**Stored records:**
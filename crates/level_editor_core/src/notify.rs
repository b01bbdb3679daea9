// SPDX-License-Identifier: MIT OR Apache-2.0
//! Property change notification.
//!
//! Any object that wants to be watched owns a [`ChangeNotifier`]. Listeners
//! register a closure and get back a [`SubscriptionId`] that must be handed to
//! [`ChangeNotifier::unsubscribe`] when the listener goes away, or subscribe
//! with [`ChangeNotifier::subscribe_weak`] to tie the listener to an owner.

use crate::components::ComponentKind;
use crate::entity::EntityId;
use std::fmt;
use std::rc::{Rc, Weak};
use std::sync::atomic::{AtomicU64, Ordering};

/// Handle returned by [`ChangeNotifier::subscribe`]
#[derive(Debug, Clone, Copy, PartialEq, Eq, Hash)]
pub struct SubscriptionId(u64);

/// Where a change happened: an entity, or one of its components
#[derive(Debug, Clone, Copy, PartialEq, Eq, Hash)]
pub struct ChangeOrigin {
    /// Owning entity
    pub entity: EntityId,
    /// Component kind, `None` for the entity's own properties
    pub component: Option<ComponentKind>,
}

/// "Property X changed" event
#[derive(Debug, Clone, Copy, PartialEq, Eq)]
pub struct PropertyChanged {
    /// Object that changed
    pub origin: ChangeOrigin,
    /// Name of the property that changed
    pub property: &'static str,
}

static NEXT_SUBSCRIPTION: AtomicU64 = AtomicU64::new(0);

struct Listener {
    id: SubscriptionId,
    callback: Box<dyn FnMut(&PropertyChanged)>,
    alive: Option<Box<dyn Fn() -> bool>>,
}

impl Listener {
    fn is_alive(&self) -> bool {
        self.alive.as_ref().map_or(true, |alive| alive())
    }
}

/// Synchronous, ordered fan-out of property change events
#[derive(Default)]
pub struct ChangeNotifier {
    listeners: Vec<Listener>,
}

impl ChangeNotifier {
    /// Create a notifier with no listeners
    pub fn new() -> Self {
        Self::default()
    }

    /// Register a listener. Listeners run in subscription order.
    pub fn subscribe(&mut self, listener: impl FnMut(&PropertyChanged) + 'static) -> SubscriptionId {
        self.push(Box::new(listener), None)
    }

    /// Register a listener that lives as long as `owner`. Once the last strong
    /// reference to `owner` is dropped the listener stops running and is
    /// discarded on the next subscribe or notify.
    pub fn subscribe_weak<T: 'static>(
        &mut self,
        owner: &Rc<T>,
        mut listener: impl FnMut(&T, &PropertyChanged) + 'static,
    ) -> SubscriptionId {
        let target = Rc::downgrade(owner);
        let liveness: Weak<T> = Weak::clone(&target);
        let callback = move |event: &PropertyChanged| {
            if let Some(owner) = target.upgrade() {
                listener(&owner, event);
            }
        };
        self.push(Box::new(callback), Some(Box::new(move || liveness.strong_count() > 0)))
    }

    fn push(
        &mut self,
        callback: Box<dyn FnMut(&PropertyChanged)>,
        alive: Option<Box<dyn Fn() -> bool>>,
    ) -> SubscriptionId {
        self.prune();
        let id = SubscriptionId(NEXT_SUBSCRIPTION.fetch_add(1, Ordering::Relaxed));
        self.listeners.push(Listener { id, callback, alive });
        id
    }

    fn prune(&mut self) {
        self.listeners.retain(Listener::is_alive);
    }

    /// Remove a listener. Returns `false` if the id was not registered.
    pub fn unsubscribe(&mut self, id: SubscriptionId) -> bool {
        let before = self.listeners.len();
        self.listeners.retain(|l| l.id != id);
        self.listeners.len() != before
    }

    /// Invoke every live listener with `event`
    pub fn notify(&mut self, event: &PropertyChanged) {
        self.prune();
        for listener in &mut self.listeners {
            (listener.callback)(event);
        }
    }

    /// Number of live listeners
    pub fn listener_count(&self) -> usize {
        self.listeners.iter().filter(|l| l.is_alive()).count()
    }
}

impl fmt::Debug for ChangeNotifier {
    fn fmt(&self, f: &mut fmt::Formatter<'_>) -> fmt::Result {
        f.debug_struct("ChangeNotifier")
            .field("listeners", &self.listeners.len())
            .finish()
    }
}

**What the task requires:** Your answer should be the lines above, from the line containing "fn is_alive(&self) ->" up to and including the line containing "in subscription order.", reproduced exactly and with nothing else.

**Answer space:**
    fn is_alive(&self) -> bool {
        self.alive.as_ref().map_or(true, |alive| alive())
    }
}

/// Synchronous, ordered fan-out of property change events
#[derive(Default)]
pub struct ChangeNotifier {
    listeners: Vec<Listener>,
}

impl ChangeNotifier {
    /// Create a notifier with no listeners
    pub fn new() -> Self {
        Self::default()
    }

    /// Register a listener. Listeners run in subscription order.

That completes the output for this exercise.